There has been a bit of talk in this thread about the holocaust as an example of something 'bad' that happened that God should have/would have stopped if he were an omnipotent, omniscient being that has loving feelings toward man. I posed an idea earlier that has not been addressed yet, and the idea is this: tragedy is a matter of perspective. I realize the holocaust was an unspeakably terrible thing to the people touched by it (and in many ways all of modern society was touched by it), but in the God-sense (i.e. on the cosmic scale) was it, or any other tragedy of man, really such a big deal? On the cosmic scale, 6 million Jews or even the entirety of the human race is pretty inconsequential. Not entirely inconsequential, but largely so. One of the things that I believe is that God is present in every point in space at every moment, and that God is the universe but also more than it. I don't understand the point of view where God so loves a person that he intervenes to save that person's life. This is another paradox of typical Christian teaching, as I see it. God created the universe, and we are a part of that universe....a very, very, very teeny part, so why should a benevolent God who loves all things preserve my life? Especially when doing so would controvert the natural order (i.e. all things other than me)? It seems to me that the things we think of as 'bad' or 'tragic' are because they involve our individual lives, not because they are truly of monumental negative circumstances in the vastness of existence. Death is a natural part of life. Why is one death worse than another? We certainly (and I certainly) feel that the death of a 90-year-old man in his sleep is less tragic than a child that is hit by a car and killed. But why? In the grand sense, it really doesn't matter. Dead is dead, and we all die. And if death is a returning to God (as it supposedly is for 'His people'), death is not such a bad thing. In fact, I think death is in and of itself a blessing, as is the ability to feel pain. Both are fundamental parts of the experience of life, and that is the greatest gift of all, in my opinion. Anyway, I don't know if this post made any sense or got across what I mean here, but it's kind of a difficult point to make without going on and on.
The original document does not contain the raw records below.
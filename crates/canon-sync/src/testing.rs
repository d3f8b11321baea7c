//! # Test Doubles
//!
//! In-process chains, a scriptable network node, metric sessions and static
//! candidates. Exported for downstream tests behind the `test-utils` feature.

use async_trait::async_trait;
use parking_lot::{Mutex, RwLock};
use shared_types::{BlockHeight, Digest, PeerDescriptor, PeerId, RawBlock};
use std::collections::{HashMap, HashSet};
use std::sync::Arc;
use tokio::time::Instant;

use crate::adapters::LinkedBlock;
use crate::domain::{CandidateMetrics, SyncError};
use crate::ports::{
    Candidate, CandidateSource, MetricsTransport, NodeTransport, PeerSession,
};

/// Genesis seed shared by every mock chain and test store.
pub const TEST_GENESIS_SEED: &[u8] = b"canon-test-genesis";

/// Descriptor for test peer `index`.
pub fn test_peer(index: u8) -> PeerDescriptor {
    PeerDescriptor::new(
        PeerId([index; 32]),
        format!("10.0.0.{index}:30303"),
        format!("node-{index}"),
    )
}

// =============================================================================
// Chains
// =============================================================================

/// A linked chain of blocks starting at the test genesis.
#[derive(Clone, Debug)]
pub struct MockChain {
    blocks: Vec<RawBlock>,
    digests: Vec<Digest>,
}

impl MockChain {
    /// Genesis plus `len` blocks whose payloads are tagged with `salt`.
    pub fn build(len: u64, salt: u8) -> Self {
        let genesis = LinkedBlock::genesis(TEST_GENESIS_SEED);
        let mut chain = Self {
            digests: vec![LinkedBlock::digest_of(&genesis)],
            blocks: vec![genesis],
        };
        chain.extend(len, salt);
        chain
    }

    /// Copy of this chain up to `height`, then `extra` new blocks tagged `salt`.
    pub fn fork_from(&self, height: BlockHeight, extra: u64, salt: u8) -> Self {
        let keep = (height as usize + 1).min(self.blocks.len());
        let mut chain = Self {
            blocks: self.blocks[..keep].to_vec(),
            digests: self.digests[..keep].to_vec(),
        };
        chain.extend(extra, salt);
        chain
    }

    /// Append `count` blocks tagged `salt`.
    pub fn extend(&mut self, count: u64, salt: u8) {
        for _ in 0..count {
            let height = self.blocks.len() as u64;
            let parent = self.digests[self.digests.len() - 1];
            let mut payload = vec![salt];
            payload.extend_from_slice(&height.to_be_bytes());
            let block = LinkedBlock::encode(&parent, &payload);
            self.digests.push(LinkedBlock::digest_of(&block));
            self.blocks.push(block);
        }
    }

    /// Tip height.
    pub fn height(&self) -> BlockHeight {
        self.blocks.len() as BlockHeight - 1
    }

    /// Block at `height`.
    pub fn block_at(&self, height: BlockHeight) -> Option<&RawBlock> {
        self.blocks.get(height as usize)
    }

    /// Digest at `height`.
    pub fn digest_at(&self, height: BlockHeight) -> Option<Digest> {
        self.digests.get(height as usize).copied()
    }
}

// =============================================================================
// Network node
// =============================================================================

#[derive(Default)]
struct MockNodeState {
    conn_count: usize,
    chains: HashMap<PeerId, MockChain>,
    failing: HashSet<PeerId>,
    stalled: HashSet<PeerId>,
    forged_from: HashMap<PeerId, BlockHeight>,
    block_requests: u64,
    digest_requests: u64,
}

/// Scriptable `NodeTransport`.
///
/// Each peer serves a [`MockChain`]. Peers can be made to fail, to stall
/// forever, or to lie about digests from some height upward.
#[derive(Default)]
pub struct MockNode {
    state: Mutex<MockNodeState>,
}

impl MockNode {
    /// Node with no peers and no connections.
    pub fn new() -> Self {
        Self::default()
    }

    /// Set the connected-peer count.
    pub fn set_conn_count(&self, count: usize) {
        self.state.lock().conn_count = count;
    }

    /// Make `peer` serve `chain`.
    pub fn serve(&self, peer: PeerId, chain: MockChain) {
        self.state.lock().chains.insert(peer, chain);
    }

    /// Make every request to `peer` fail.
    pub fn fail(&self, peer: PeerId) {
        self.state.lock().failing.insert(peer);
    }

    /// Make every request to `peer` hang.
    pub fn stall(&self, peer: PeerId) {
        self.state.lock().stalled.insert(peer);
    }

    /// Clear failure and stall flags for `peer`.
    pub fn heal(&self, peer: PeerId) {
        let mut state = self.state.lock();
        state.failing.remove(&peer);
        state.stalled.remove(&peer);
    }

    /// Make `peer` report bogus digests at `height` and above.
    pub fn forge_digests_from(&self, peer: PeerId, height: BlockHeight) {
        self.state.lock().forged_from.insert(peer, height);
    }

    /// Blocks served so far.
    pub fn block_requests(&self) -> u64 {
        self.state.lock().block_requests
    }

    /// Digest queries served so far.
    pub fn digest_requests(&self) -> u64 {
        self.state.lock().digest_requests
    }

    async fn chain_for(&self, peer: &PeerId) -> Result<MockChain, SyncError> {
        let stalled = self.state.lock().stalled.contains(peer);
        if stalled {
            std::future::pending::<()>().await;
        }
        let state = self.state.lock();
        if state.failing.contains(peer) {
            return Err(SyncError::Network(format!("peer {} unreachable", peer.short())));
        }
        state
            .chains
            .get(peer)
            .cloned()
            .ok_or_else(|| SyncError::Network(format!("peer {} not connected", peer.short())))
    }

    fn digest_of(&self, peer: &PeerId, chain: &MockChain, height: BlockHeight) -> Result<Digest, SyncError> {
        let mut state = self.state.lock();
        state.digest_requests += 1;
        if let Some(from) = state.forged_from.get(peer) {
            if height >= *from {
                let mut bogus = [0xee; 32];
                bogus[..8].copy_from_slice(&height.to_be_bytes());
                return Ok(Digest(bogus));
            }
        }
        chain
            .digest_at(height)
            .ok_or_else(|| SyncError::Network(format!("no block at {height}")))
    }
}

#[async_trait]
impl NodeTransport for MockNode {
    fn conn_count(&self) -> usize {
        self.state.lock().conn_count
    }

    async fn remote_digest_of_height(
        &self,
        peer: &PeerId,
        height: BlockHeight,
    ) -> Result<Digest, SyncError> {
        let chain = self.chain_for(peer).await?;
        self.digest_of(peer, &chain, height)
    }

    async fn get_block_data(
        &self,
        peer: &PeerId,
        height: BlockHeight,
    ) -> Result<RawBlock, SyncError> {
        let chain = self.chain_for(peer).await?;
        self.state.lock().block_requests += 1;
        chain
            .block_at(height)
            .cloned()
            .ok_or_else(|| SyncError::Network(format!("no block at {height}")))
    }

    async fn query_block_height(&self, peer: &PeerId) -> Result<BlockHeight, SyncError> {
        Ok(self.chain_for(peer).await?.height())
    }
}

// =============================================================================
// Metric sessions
// =============================================================================

/// `MetricsTransport` answering from a [`MockNode`].
pub struct MockMetricsTransport {
    node: Arc<MockNode>,
    sessions_opened: Mutex<u64>,
    registrations: Arc<Mutex<Vec<(PeerId, PeerId)>>>,
}

impl MockMetricsTransport {
    /// Transport backed by `node`.
    pub fn new(node: Arc<MockNode>) -> Self {
        Self {
            node,
            sessions_opened: Mutex::new(0),
            registrations: Arc::new(Mutex::new(Vec::new())),
        }
    }

    /// Sessions opened so far.
    pub fn sessions_opened(&self) -> u64 {
        *self.sessions_opened.lock()
    }

    /// `(remote, local)` pairs registered so far.
    pub fn registrations(&self) -> Vec<(PeerId, PeerId)> {
        self.registrations.lock().clone()
    }
}

#[async_trait]
impl MetricsTransport for MockMetricsTransport {
    async fn open_session(&self, peer: &PeerDescriptor) -> Result<Box<dyn PeerSession>, SyncError> {
        *self.sessions_opened.lock() += 1;
        Ok(Box::new(MockPeerSession {
            peer: peer.id,
            node: Arc::clone(&self.node),
            registrations: Arc::clone(&self.registrations),
            registered: false,
            closed: false,
        }))
    }
}

/// One session opened by [`MockMetricsTransport`].
pub struct MockPeerSession {
    peer: PeerId,
    node: Arc<MockNode>,
    registrations: Arc<Mutex<Vec<(PeerId, PeerId)>>>,
    registered: bool,
    closed: bool,
}

impl MockPeerSession {
    fn check_open(&self) -> Result<(), SyncError> {
        if self.closed {
            return Err(SyncError::Network("session closed".into()));
        }
        if !self.registered {
            return Err(SyncError::Network("query before register".into()));
        }
        Ok(())
    }
}

#[async_trait]
impl PeerSession for MockPeerSession {
    async fn register(&mut self, local: &PeerId) -> Result<(), SyncError> {
        self.node.chain_for(&self.peer).await?;
        self.registrations.lock().push((self.peer, *local));
        self.registered = true;
        Ok(())
    }

    async fn query_height(&mut self) -> Result<BlockHeight, SyncError> {
        self.check_open()?;
        Ok(self.node.chain_for(&self.peer).await?.height())
    }

    async fn query_digest_at(&mut self, height: BlockHeight) -> Result<Digest, SyncError> {
        self.check_open()?;
        let chain = self.node.chain_for(&self.peer).await?;
        self.node.digest_of(&self.peer, &chain, height)
    }

    async fn close(&mut self) {
        self.closed = true;
    }
}

// =============================================================================
// Candidates
// =============================================================================

/// Candidate with fixed metrics.
pub struct StaticCandidate {
    id: PeerId,
    address: String,
    metrics: Option<CandidateMetrics>,
}

impl StaticCandidate {
    /// Candidate `index` with explicit metrics.
    pub fn new(index: u8, address: impl Into<String>, metrics: CandidateMetrics) -> Self {
        Self {
            id: PeerId([index; 32]),
            address: address.into(),
            metrics: Some(metrics),
        }
    }

    /// Candidate `index` claiming `digest` at a local height equal to `height`.
    pub fn voting(index: u8, height: BlockHeight, digest: Digest) -> Self {
        Self::new(
            index,
            format!("10.0.0.{index}:30303"),
            CandidateMetrics {
                name: format!("node-{index}"),
                remote_height: height,
                local_height_at_request_time: height,
                remote_digest_of_local_height: Some(digest),
                last_response_time: Some(Instant::now()),
            },
        )
    }

    /// Candidate whose digest was measured at local height `at`.
    pub fn measured_at(mut self, at: BlockHeight) -> Self {
        if let Some(metrics) = self.metrics.as_mut() {
            metrics.local_height_at_request_time = at;
        }
        self
    }

    /// Candidate with no metrics record at all.
    pub fn without_metrics(index: u8) -> Self {
        Self {
            id: PeerId([index; 32]),
            address: format!("10.0.0.{index}:30303"),
            metrics: None,
        }
    }

    /// Erase into a shared trait object.
    pub fn arc(self) -> Arc<dyn Candidate> {
        Arc::new(self)
    }
}

impl Candidate for StaticCandidate {
    fn peer_id(&self) -> PeerId {
        self.id
    }

    fn remote_addr(&self) -> String {
        self.address.clone()
    }

    fn name(&self) -> String {
        self.metrics
            .as_ref()
            .map(|m| m.name.clone())
            .unwrap_or_default()
    }

    fn metrics(&self) -> Result<CandidateMetrics, SyncError> {
        self.metrics
            .clone()
            .ok_or(SyncError::InvariantMissingMetrics(self.id))
    }
}

/// `CandidateSource` over a replaceable list.
#[derive(Default)]
pub struct StaticRoster {
    candidates: RwLock<Vec<Arc<dyn Candidate>>>,
}

impl StaticRoster {
    /// Roster holding `candidates`.
    pub fn new(candidates: Vec<Arc<dyn Candidate>>) -> Self {
        Self {
            candidates: RwLock::new(candidates),
        }
    }

    /// Replace the roster.
    pub fn replace(&self, candidates: Vec<Arc<dyn Candidate>>) {
        *self.candidates.write() = candidates;
    }
}

impl CandidateSource for StaticRoster {
    fn candidates(&self) -> Vec<Arc<dyn Candidate>> {
        self.candidates.read().clone()
    }
}

/// Candidates `first..first + count` all voting for `chain` as seen from
/// local height `local_height`.
pub fn candidates_on(
    chain: &MockChain,
    local_height: BlockHeight,
    first: u8,
    count: u8,
) -> Vec<Arc<dyn Candidate>> {
    let digest = chain.digest_at(local_height).unwrap_or(Digest::ZERO);
    (first..first + count)
        .map(|i| {
            StaticCandidate::voting(i, chain.height(), digest)
                .measured_at(local_height)
                .arc()
        })
        .collect()
}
In answer to this, the reason I have been highlighting the holocaust is that it is perhaps the most extreme example of human suffering and that genocide, if anything, is going to help certain theists understand the argument I am presenting. The problem of evil does, however, encompass (for me at least) every human tear, every grazed knee, even every eyebrow plucked!
It would have been within God's power to give us ultimate joy in heaven, and even allowing the smallest injustice or the most inconsequential pain is still a contradiction in his benevolence.
If he is letting us 'travel the road', as it were, in an effort to let us reach a higher joy, then that again limits his power - he cannot give us that 'higher joy' himself and so he is not omnipotent!
The scale of the suffering does not matter. A single baby starving is no less of an attack on his omnibenevolence and omnipotence than the holocaust!